Significant allergy history(eg. drug allergy); acute allergic rhinitis or food allergy within 2 weeks prior to informed consent.
Donation of blood or plasma ≥ 500 mL from 30 days prior to informed consent, or of blood or plasma ≥250 mL from 2 weeks prior to informed consent.
Receipt of blood products within 2 months prior to informed consent;
Poor peripheral venous access.
Participants who are positive for hepatitis B surface antigen (HBs antigen) or hepatitis B core antibody , hepatitis C virus (HCV) antibody;
Participants who are human immunodeficiency virus (HIV)-positive;
Diagnosis of alcoholism or drug addiction within 1 year prior to informed consent.
Participation in any other investigational drug study in which receipt of an investigational study drug occurred within 5 half-lives or 28 days, whichever is longer prior to informed consent.
Use of any prescription medications or products within 14 days prior to informed consent.

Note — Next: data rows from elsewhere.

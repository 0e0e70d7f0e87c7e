//! Error types shared by the codec, synchronizer, providers and tooling.

use thiserror::Error;

/// Errors surfaced by blockpad operations.
#[derive(Debug, Error)]
pub enum ApiError {
    /// An operation needed a focused editor or well-formed input and had neither.
    #[error("{0}")]
    ValidationError(String),

    /// The current document is not bound to any known code block.
    #[error("{0}")]
    ScopeError(String),

    /// Login was rejected, cancelled, or never attempted.
    #[error("{0}")]
    AuthError(String),

    /// A remote call failed.
    #[error("{0}")]
    ProviderError(String),

    #[error("Configuration error: {0}")]
    ConfigError(String),

    #[error("I/O error: {0}")]
    IoError(#[from] std::io::Error),
}

impl ApiError {
    /// Short category label used in diagnostics.
    pub fn kind(&self) -> &'static str {
        match self {
            ApiError::ValidationError(_) => "validation",
            ApiError::ScopeError(_) => "scope",
            ApiError::AuthError(_) => "auth",
            ApiError::ProviderError(_) => "provider",
            ApiError::ConfigError(_) => "config",
            ApiError::IoError(_) => "io",
        }
    }
}

impl From<reqwest::Error> for ApiError {
    fn from(err: reqwest::Error) -> Self {
        ApiError::ProviderError(err.to_string())
    }
}

impl From<serde_json::Error> for ApiError {
    fn from(err: serde_json::Error) -> Self {
        ApiError::ProviderError(format!("Malformed block data: {}", err))
    }
}

impl From<config::ConfigError> for ApiError {
    fn from(err: config::ConfigError) -> Self {
        ApiError::ConfigError(err.to_string())
    }
}
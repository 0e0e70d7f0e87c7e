//! Core data types: remote code blocks and the identity of local documents.

use indexmap::IndexMap;
use serde::{Deserialize, Serialize};

/// Content of a single file inside a code block.
#[derive(Debug, Clone, PartialEq, Eq, Serialize, Deserialize)]
pub struct FileContent {
    pub content: String,
    /// Raw download URL, when the provider exposes one.
    #[serde(default, skip_serializing_if = "Option::is_none")]
    pub raw_url: Option<String>,
}

impl FileContent {
    pub fn new(content: impl Into<String>) -> Self {
        Self {
            content: content.into(),
            raw_url: None,
        }
    }
}

/// A remote, versionless collection of named text files.
///
/// `files` keeps the provider's ordering; keys are unique and case-sensitive.
#[derive(Debug, Clone, PartialEq, Eq, Serialize, Deserialize)]
pub struct StorageBlock {
    pub id: String,
    #[serde(default)]
    pub description: String,
    pub is_private: bool,
    pub html_url: String,
    #[serde(default)]
    pub files: IndexMap<String, FileContent>,
}

impl StorageBlock {
    pub fn has_file(&self, file_name: &str) -> bool {
        self.files.contains_key(file_name)
    }
}

/// Listing entry returned by a provider.
#[derive(Debug, Clone, PartialEq, Eq, Serialize, Deserialize)]
pub struct BlockSummary {
    pub id: String,
    pub url: String,
    pub description: String,
    pub is_private: bool,
    pub file_count: usize,
}

impl BlockSummary {
    /// Label shown in pickers; falls back to the id for blocks without a description.
    pub fn label(&self) -> String {
        if self.description.trim().is_empty() {
            self.id.clone()
        } else {
            self.description.clone()
        }
    }
}

impl From<&StorageBlock> for BlockSummary {
    fn from(block: &StorageBlock) -> Self {
        Self {
            id: block.id.clone(),
            url: block.html_url.clone(),
            description: block.description.clone(),
            is_private: block.is_private,
            file_count: block.files.len(),
        }
    }
}

/// Which block and file an open document belongs to. Derived from its path, never stored.
#[derive(Debug, Clone, PartialEq, Eq, Hash)]
pub struct DocumentIdentity {
    pub storage_block_id: String,
    pub file_name: String,
}
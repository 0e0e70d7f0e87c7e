//! Configuration
//!
//! Layered configuration for blockpad: built-in defaults, the global config
//! file under `$XDG_CONFIG_HOME/blockpad/config.toml`, then `BLOCKPAD__*`
//! environment variables.

pub mod facade;
pub mod sources;
pub mod xdg;

pub use facade::ConfigLoader;

use crate::logging::LoggingConfig;
use serde::{Deserialize, Serialize};
use std::path::PathBuf;

/// Top-level configuration.
#[derive(Debug, Clone, Default, Serialize, Deserialize)]
pub struct BlockpadConfig {
    #[serde(default)]
    pub logging: LoggingConfig,

    #[serde(default)]
    pub provider: ProviderSettings,

    #[serde(default)]
    pub scratch: ScratchSettings,
}

fn default_provider_name() -> String {
    "github".to_string()
}

/// Provider selection and per-provider settings.
#[derive(Debug, Clone, Serialize, Deserialize)]
pub struct ProviderSettings {
    /// Provider used when no selection has been persisted yet.
    #[serde(default = "default_provider_name")]
    pub default: String,

    #[serde(default)]
    pub github: GitHubSettings,

    #[serde(default)]
    pub local: LocalSettings,
}

impl Default for ProviderSettings {
    fn default() -> Self {
        Self {
            default: default_provider_name(),
            github: GitHubSettings::default(),
            local: LocalSettings::default(),
        }
    }
}

fn default_github_api_url() -> String {
    "https://api.github.com".to_string()
}

/// GitHub Gist provider settings.
#[derive(Debug, Clone, Serialize, Deserialize)]
pub struct GitHubSettings {
    #[serde(default = "default_github_api_url")]
    pub api_url: String,

    /// Personal access token; when set the provider starts out authenticated.
    #[serde(default, skip_serializing_if = "Option::is_none")]
    pub token: Option<String>,
}

impl Default for GitHubSettings {
    fn default() -> Self {
        Self {
            api_url: default_github_api_url(),
            token: None,
        }
    }
}

/// Filesystem-backed provider settings.
#[derive(Debug, Clone, Default, Serialize, Deserialize)]
pub struct LocalSettings {
    /// Block store directory; None means `$XDG_DATA_HOME/blockpad/blocks`.
    #[serde(default, skip_serializing_if = "Option::is_none")]
    pub root: Option<PathBuf>,
}

/// Where working copies are allocated.
#[derive(Debug, Clone, Default, Serialize, Deserialize)]
pub struct ScratchSettings {
    /// None means the OS temp directory.
    #[serde(default, skip_serializing_if = "Option::is_none")]
    pub root: Option<PathBuf>,
}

Use of any over-the-counter (OTC), non-prescription preparations (including vitamins, minerals, and phytotherapeutic, herbal,) within 7 days prior to informed consent.
Use of alcohol-, grapefruit-, Seville orange-, or caffeine-containing foods, juices, or beverages within 72 hours prior to informed consent.
Use of known hepatic or renal clearance altering agents (eg, erythromycin, cimetidine, barbiturates, phenothiazines, or herbal/plant derived preparations such as St. John's Wort, etc.) for a period of 60 days prior to first dose;
principal investigator, investigator, pharmacist, Clinical Research Coordinator or any personnel related to this study.
Any acute or chronic condition that, in the opinion of the Investigator, would limit the subject's ability to complete and/or participate in this clinical study.